116 3rd St SE
Cedar Rapids, Iowa 52401
CEDAR RAPIDS — Full capacity. Those are two words the Cedar Rapids Kernels thought they’d probably never hear again. At least this soon.
The High-A Central League franchise is allowing anyone and everyone into Veterans Memorial Stadium beginning this upcoming six-game series against the South Bend Cubs. That’s up to the stadium’s capacity, which is about 5,300 fans.
Up to now, the Kernels have been working under a socially distanced cap of around 2,100 fans at the ballpark. The mask requirement of the beginning of the season went away last homestand, at least for those fully vaccinated for COVID-19, though, obviously, there’s no way to actually check that.
Now there’s this, another step toward “normalcy.”
“Gosh, we’ve been cooped up for so long, it’s like you have to feel what that feels like to actually step out and be amongst (others), where other people are going to feel like they’re in your bubble,” Kernels General Manager Scott Wilson said. “We haven’t had that in a long time. So I think there will be a little transition period coming on that. But we’ve definitely been excited, as well as the fans. They’ve been nothing but complimentary when they’ve been out here about things, about being back here. Just really getting through it all. Everything we got repaired after the derecho, we have gotten nice comments on those.
“It has just been fun to see folks again and have them out here.”
The change in the number of fans allowed per game is a joint decision. Major League Baseball, which now runs the minor leagues, said OK, then the Kernels ran it past the city and Linn County Public Health, which gave their blessing.
The club’s board of directors voted on lifting the limits on stadium capacity. The Kernels play at home Tuesday through Sunday.
On the High-A Central League’s mandated off day Monday, the Kernels are conducting a drive-through vaccination clinic at the stadium from 2 to 5 p.m. No appointments are necessary, with a second dose of the Moderna vaccine being available July 12.
The Kernels are averaging 1,088 fans per game in 16 dates. That included three “sellouts,” with Wilson saying it was very difficult to turn fans away waiting in line for tickets that turned out not to be available.
That won’t be a problem now.
“I think attendance was something that we knew there were folks out there who wanted to see baseball after having a year off. Have some sort of entertainment piece. That definitely has shown up,” he said. “When we had great weather, I think all three of the sellouts were on Saturdays for that. Those were fireworks nights … It’s just things that I think folks are missing.
“I think when we move to a larger attendance, when we open up here this next week, that we’ll see a progression (in attendance). It’s not going to be immediate. I’m not saying we’re going to sell out on a Tuesday or Wednesday, those kinds of scenarios. I think the thing is everyone is transitioning at their own pace, and that’s to be expected.”
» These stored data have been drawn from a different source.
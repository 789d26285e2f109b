//! SQL implementation of the analytics read interface

use chrono::NaiveDate;
use rusqlite::params;

use super::expenses::{row_to_expense, EXPENSE_COLUMNS};
use super::Database;
use crate::analytics::Ledger;
use crate::error::Result;
use crate::models::{Budget, CategoryTotal, Expense};

/// `strftime` keys for a calendar month, e.g. ("03", "2024")
fn month_key(month: u32, year: i32) -> (String, String) {
    (format!("{:02}", month), year.to_string())
}

impl Ledger for Database {
    fn sum_expenses(
        &self,
        owner_id: i64,
        category: Option<&str>,
        from: NaiveDate,
        to: NaiveDate,
    ) -> Result<f64> {
        let conn = self.conn()?;
        let total = conn.query_row(
            r#"
            SELECT COALESCE(SUM(amount), 0) FROM expenses
            WHERE owner_id = ?1
              AND date BETWEEN ?2 AND ?3
              AND (?4 IS NULL OR category = ?4)
            "#,
            params![owner_id, from.to_string(), to.to_string(), category],
            |row| row.get(0),
        )?;
        Ok(total)
    }

    fn month_total(
        &self,
        owner_id: i64,
        category: Option<&str>,
        month: u32,
        year: i32,
    ) -> Result<f64> {
        let (month, year) = month_key(month, year);
        let conn = self.conn()?;
        let total = conn.query_row(
            r#"
            SELECT COALESCE(SUM(amount), 0) FROM expenses
            WHERE owner_id = ?1
              AND strftime('%m', date) = ?2
              AND strftime('%Y', date) = ?3
              AND (?4 IS NULL OR category = ?4)
            "#,
            params![owner_id, month, year, category],
            |row| row.get(0),
        )?;
        Ok(total)
    }

    fn month_category_totals(
        &self,
        owner_id: i64,
        month: u32,
        year: i32,
    ) -> Result<Vec<CategoryTotal>> {
        let (month, year) = month_key(month, year);
        let conn = self.conn()?;
        let mut stmt = conn.prepare(
            r#"
            SELECT category, SUM(amount) AS total FROM expenses
            WHERE owner_id = ?1
              AND strftime('%m', date) = ?2
              AND strftime('%Y', date) = ?3
            GROUP BY category
            ORDER BY total DESC, category ASC
            "#,
        )?;

        let totals = stmt
            .query_map(params![owner_id, month, year], |row| {
                Ok(CategoryTotal {
                    category: row.get(0)?,
                    total: row.get(1)?,
                })
            })?
            .collect::<std::result::Result<Vec<_>, _>>()?;

        Ok(totals)
    }

    fn category_totals(&self, owner_id: i64) -> Result<Vec<CategoryTotal>> {
        let conn = self.conn()?;
        let mut stmt = conn.prepare(
            r#"
            SELECT category, SUM(amount) AS total FROM expenses
            WHERE owner_id = ?1
            GROUP BY category
            ORDER BY total DESC, category ASC
            "#,
        )?;

        let totals = stmt
            .query_map(params![owner_id], |row| {
                Ok(CategoryTotal {
                    category: row.get(0)?,
                    total: row.get(1)?,
                })
            })?
            .collect::<std::result::Result<Vec<_>, _>>()?;

        Ok(totals)
    }

    fn budget_for(
        &self,
        owner_id: i64,
        category: &str,
        month: u32,
        year: i32,
    ) -> Result<Option<Budget>> {
        self.get_budget(owner_id, category, month, year)
    }

    fn budgets_for_month(&self, owner_id: i64, month: u32, year: i32) -> Result<Vec<Budget>> {
        self.list_budgets(owner_id, month, year)
    }

    fn recent_expenses(&self, owner_id: i64, limit: usize) -> Result<Vec<Expense>> {
        let conn = self.conn()?;
        let mut stmt = conn.prepare(&format!(
            "SELECT {} FROM expenses WHERE owner_id = ? ORDER BY date DESC, created_at DESC, id DESC LIMIT ?",
            EXPENSE_COLUMNS
        ))?;

        let expenses = stmt
            .query_map(params![owner_id, limit as i64], row_to_expense)?
            .collect::<std::result::Result<Vec<_>, _>>()?;

        Ok(expenses)
    }
}
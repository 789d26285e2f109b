//! User account operations

use rusqlite::{params, OptionalExtension, Row};

use super::{parse_datetime, Database};
use crate::error::{Error, Result};
use crate::models::User;

const USER_COLUMNS: &str = "id, username, email, password_hash, created_at";

fn row_to_user(row: &Row<'_>) -> rusqlite::Result<User> {
    let created_at: String = row.get(4)?;
    Ok(User {
        id: row.get(0)?,
        username: row.get(1)?,
        email: row.get(2)?,
        password_hash: row.get(3)?,
        created_at: parse_datetime(&created_at),
    })
}

impl Database {
    /// Create a user with an already-hashed password.
    ///
    /// Fails with `Conflict` if the username or email is taken.
    pub fn create_user(&self, username: &str, email: &str, password_hash: &str) -> Result<User> {
        if self.get_user_by_username(username)?.is_some() {
            return Err(Error::Conflict("Username already exists".into()));
        }
        if self.get_user_by_email(email)?.is_some() {
            return Err(Error::Conflict("Email already registered".into()));
        }

        let conn = self.conn()?;
        conn.execute(
            "INSERT INTO users (username, email, password_hash) VALUES (?, ?, ?)",
            params![username, email, password_hash],
        )?;
        let id = conn.last_insert_rowid();

        self.get_user(id)?
            .ok_or_else(|| Error::NotFound(format!("User {}", id)))
    }

    /// Get a user by ID
    pub fn get_user(&self, id: i64) -> Result<Option<User>> {
        let conn = self.conn()?;
        let user = conn
            .query_row(
                &format!("SELECT {} FROM users WHERE id = ?", USER_COLUMNS),
                params![id],
                row_to_user,
            )
            .optional()?;
        Ok(user)
    }

    /// Get a user by exact username
    pub fn get_user_by_username(&self, username: &str) -> Result<Option<User>> {
        let conn = self.conn()?;
        let user = conn
            .query_row(
                &format!("SELECT {} FROM users WHERE username = ?", USER_COLUMNS),
                params![username],
                row_to_user,
            )
            .optional()?;
        Ok(user)
    }

    /// Get a user by email (case-insensitive)
    pub fn get_user_by_email(&self, email: &str) -> Result<Option<User>> {
        let conn = self.conn()?;
        let user = conn
            .query_row(
                &format!(
                    "SELECT {} FROM users WHERE email = ? COLLATE NOCASE",
                    USER_COLUMNS
                ),
                params![email],
                row_to_user,
            )
            .optional()?;
        Ok(user)
    }

    /// List all users
    pub fn list_users(&self) -> Result<Vec<User>> {
        let conn = self.conn()?;
        let mut stmt = conn.prepare(&format!(
            "SELECT {} FROM users ORDER BY username",
            USER_COLUMNS
        ))?;

        let users = stmt
            .query_map([], row_to_user)?
            .collect::<std::result::Result<Vec<_>, _>>()?;

        Ok(users)
    }

    /// Delete a user and, by cascade, their expenses and budgets
    pub fn delete_user(&self, id: i64) -> Result<bool> {
        let conn = self.conn()?;
        let deleted = conn.execute("DELETE FROM users WHERE id = ?", params![id])?;
        Ok(deleted > 0)
    }
}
MLB is allowing minor-league clubs to conduct on-field promotions again, as long as they are socially distanced from players. Barriers and roped-off seats near the field where fans were not allowed to sit also have been removed, per MLB edict.
Teams are allowed to travel to road games via two buses now instead of three. Wilson said the Kernels are among teams that are at least 85-percent vaccinated, which eases some other restrictions, though fan interaction, at least on field, still is a no go.
He said he hopes MLB eventually will allow vaccinated batboys in the clubhouse and dugout. Players and/or coaches are providing those duties now.